- Research Grants
|Support type:||Scholarships in Brazil - Doctorate|
|Effective date (Start):||September 01, 2013|
|Effective date (End):||August 31, 2016|
|Field of knowledge:||Physical Sciences and Mathematics - Oceanography|
|Principal Investigator:||Luigi Jovane|
|Home Institution:||Instituto Oceanográfico (IO). Universidade de São Paulo (USP). São Paulo , SP, Brazil|
This project will apply magnetic methods on carbonate sediments to perform detailed paleoceanographic reconstructions for the middle Eocene-Oligocene interval. High-resolution environmental magnetism, and other sedimentological and geochemical (XRD and XRF) records will be obtained from several archives in different part of the world (Italy, Turkey, Brazil, Atlantic Ocean and Antarctica). A robust magneto-bio-chemostratigraphic reference curve will be established and the major paleoceanographic and paleoclimatic events will be characterized from local to global scale. It is expected to obtain an enhanced reconstruction of the middle Eocene-Oligocene climatic history and new insights on the mechanisms that drove the global climate during the transition from greenhouse to icehouse conditions (33.7 Ma) and passing through important long-lasting warming events, such the middle Eocene climatic Optimum (MECO; ~40 Ma).
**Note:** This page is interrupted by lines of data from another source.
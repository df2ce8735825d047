//! Rule matching against paused-request events.

use crate::host::protocol::RequestPausedEvent;
use crate::intercept::pattern::{self, PatternCache};
use crate::models::{InterceptRule, RequestStage};

fn filters_match(event: &RequestPausedEvent, stage: RequestStage, rule: &InterceptRule) -> bool {
    if !rule.enabled || rule.request_stage != stage {
        return false;
    }
    if !rule.resource_types.is_empty()
        && !rule
            .resource_types
            .iter()
            .any(|t| t.as_str() == event.resource_type)
    {
        return false;
    }
    if !rule.http_methods.is_empty()
        && !rule
            .http_methods
            .iter()
            .any(|m| m.as_str() == event.request.method)
    {
        return false;
    }
    true
}

/// Whether `rule` applies to `event` at `stage`
pub fn matches(event: &RequestPausedEvent, stage: RequestStage, rule: &InterceptRule) -> bool {
    filters_match(event, stage, rule) && pattern::compile(&rule.url_pattern).test(&event.request.url)
}

/// Same as [`matches`], compiling the URL pattern through `cache`
pub fn matches_cached(
    cache: &PatternCache,
    event: &RequestPausedEvent,
    stage: RequestStage,
    rule: &InterceptRule,
) -> bool {
    filters_match(event, stage, rule) && cache.get(&rule.url_pattern).test(&event.request.url)
}

/// First rule in priority order that applies; nothing when interception is off
pub fn find_matching_rule<'a>(
    cache: &PatternCache,
    enabled: bool,
    rules: &'a [InterceptRule],
    event: &RequestPausedEvent,
    stage: RequestStage,
) -> Option<&'a InterceptRule> {
    if !enabled {
        return None;
    }
    rules
        .iter()
        .find(|rule| matches_cached(cache, event, stage, rule))
}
This project proposes to obtain and examine high-quality, continuous stratigraphic records of magnetic properties from targeted time intervals to better understand (1) how magnetic properties can infer paleoclimate changes, (2) how physical and biological systems responded to elevated and varying levels of pCO2, and (3) how ocean circulation and carbon cycle behaved during the climatic transitions. An integrated data-model approach will offer new insight into the onset, early evolution, and subsequent behavior of oceans and ice sheets in Antarctica in response to underlying tectonic changes, landscape evolution, orbital forcing, and varying levels of pCO2. Particular attention will be given to the link between tectonic and oceanographic changes; the link between orbital forcing, C-cycle, and climate; characterization of the rapid "hyperthermals"; and calibration of the Milankovitch orbital signal between isotopes and magnetic properties in sedimentary archives of a period when pCO2 was very similar to the atmosphere of the next century.